- **Work task**
What is needed is an exact retyping of the records below, from the first line through the line that contains "use crate::error::AppError;".

- **Provided information**
--------------------------------------------------

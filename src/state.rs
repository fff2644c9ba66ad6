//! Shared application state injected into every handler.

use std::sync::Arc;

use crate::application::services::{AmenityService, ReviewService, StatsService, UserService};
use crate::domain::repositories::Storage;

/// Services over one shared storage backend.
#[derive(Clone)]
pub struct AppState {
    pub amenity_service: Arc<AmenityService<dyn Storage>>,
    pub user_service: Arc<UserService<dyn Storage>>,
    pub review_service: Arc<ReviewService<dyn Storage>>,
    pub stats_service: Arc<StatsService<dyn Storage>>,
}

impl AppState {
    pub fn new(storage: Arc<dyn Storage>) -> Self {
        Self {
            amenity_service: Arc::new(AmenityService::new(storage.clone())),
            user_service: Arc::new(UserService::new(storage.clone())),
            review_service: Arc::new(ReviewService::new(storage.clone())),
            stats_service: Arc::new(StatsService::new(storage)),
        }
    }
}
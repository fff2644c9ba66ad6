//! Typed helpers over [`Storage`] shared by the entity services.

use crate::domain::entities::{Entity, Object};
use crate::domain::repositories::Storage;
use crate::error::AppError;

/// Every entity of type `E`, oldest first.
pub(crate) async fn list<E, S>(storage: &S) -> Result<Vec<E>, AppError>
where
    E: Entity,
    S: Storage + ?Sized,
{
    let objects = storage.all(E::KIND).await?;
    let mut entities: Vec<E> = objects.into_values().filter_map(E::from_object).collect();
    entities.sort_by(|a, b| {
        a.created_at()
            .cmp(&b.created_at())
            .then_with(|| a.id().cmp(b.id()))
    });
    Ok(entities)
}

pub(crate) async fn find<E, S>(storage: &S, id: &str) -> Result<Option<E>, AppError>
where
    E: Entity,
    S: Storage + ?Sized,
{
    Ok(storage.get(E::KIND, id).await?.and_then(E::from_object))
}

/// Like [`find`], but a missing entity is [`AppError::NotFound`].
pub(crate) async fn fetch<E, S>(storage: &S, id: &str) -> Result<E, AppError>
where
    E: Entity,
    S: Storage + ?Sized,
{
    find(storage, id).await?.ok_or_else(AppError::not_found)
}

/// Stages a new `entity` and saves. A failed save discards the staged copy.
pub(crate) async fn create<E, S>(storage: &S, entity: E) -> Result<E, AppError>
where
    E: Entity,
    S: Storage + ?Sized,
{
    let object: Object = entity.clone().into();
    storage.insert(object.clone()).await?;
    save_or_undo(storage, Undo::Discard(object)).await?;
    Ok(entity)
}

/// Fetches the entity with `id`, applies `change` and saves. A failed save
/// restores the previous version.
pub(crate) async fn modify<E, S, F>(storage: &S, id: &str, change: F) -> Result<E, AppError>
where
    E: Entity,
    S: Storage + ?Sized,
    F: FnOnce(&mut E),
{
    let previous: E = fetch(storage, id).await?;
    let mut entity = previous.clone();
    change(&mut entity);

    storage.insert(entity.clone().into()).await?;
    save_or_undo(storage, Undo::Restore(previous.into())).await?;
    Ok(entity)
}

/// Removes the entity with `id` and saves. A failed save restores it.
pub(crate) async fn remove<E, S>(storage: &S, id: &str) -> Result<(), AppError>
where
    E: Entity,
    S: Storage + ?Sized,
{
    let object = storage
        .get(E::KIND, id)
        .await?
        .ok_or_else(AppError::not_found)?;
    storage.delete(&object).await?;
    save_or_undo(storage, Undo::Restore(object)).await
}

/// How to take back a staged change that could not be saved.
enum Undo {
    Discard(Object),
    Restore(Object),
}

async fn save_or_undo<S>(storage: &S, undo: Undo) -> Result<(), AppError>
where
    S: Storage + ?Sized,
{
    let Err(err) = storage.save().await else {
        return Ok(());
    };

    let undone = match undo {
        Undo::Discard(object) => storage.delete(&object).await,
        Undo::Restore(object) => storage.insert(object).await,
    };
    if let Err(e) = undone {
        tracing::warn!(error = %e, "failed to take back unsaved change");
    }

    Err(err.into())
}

--------------------------------------------------

- **Answer to the exercise**
filename src/state.rs
repository fff2644c9ba66ad6
//! Shared application state injected into every handler.

use std::sync::Arc;

use crate::application::services::{AmenityService, ReviewService, StatsService, UserService};
use crate::domain::repositories::Storage;

/// Services over one shared storage backend.
#[derive(Clone)]
pub struct AppState {
    pub amenity_service: Arc<AmenityService<dyn Storage>>,
    pub user_service: Arc<UserService<dyn Storage>>,
    pub review_service: Arc<ReviewService<dyn Storage>>,
    pub stats_service: Arc<StatsService<dyn Storage>>,
}

impl AppState {
    pub fn new(storage: Arc<dyn Storage>) -> Self {
        Self {
            amenity_service: Arc::new(AmenityService::new(storage.clone())),
            user_service: Arc::new(UserService::new(storage.clone())),
            review_service: Arc::new(ReviewService::new(storage.clone())),
            stats_service: Arc::new(StatsService::new(storage)),
        }
    }
}
repository fff2644c9ba66ad6
//! Typed helpers over [`Storage`] shared by the entity services.

use crate::domain::entities::{Entity, Object};
use crate::domain::repositories::Storage;
use crate::error::AppError;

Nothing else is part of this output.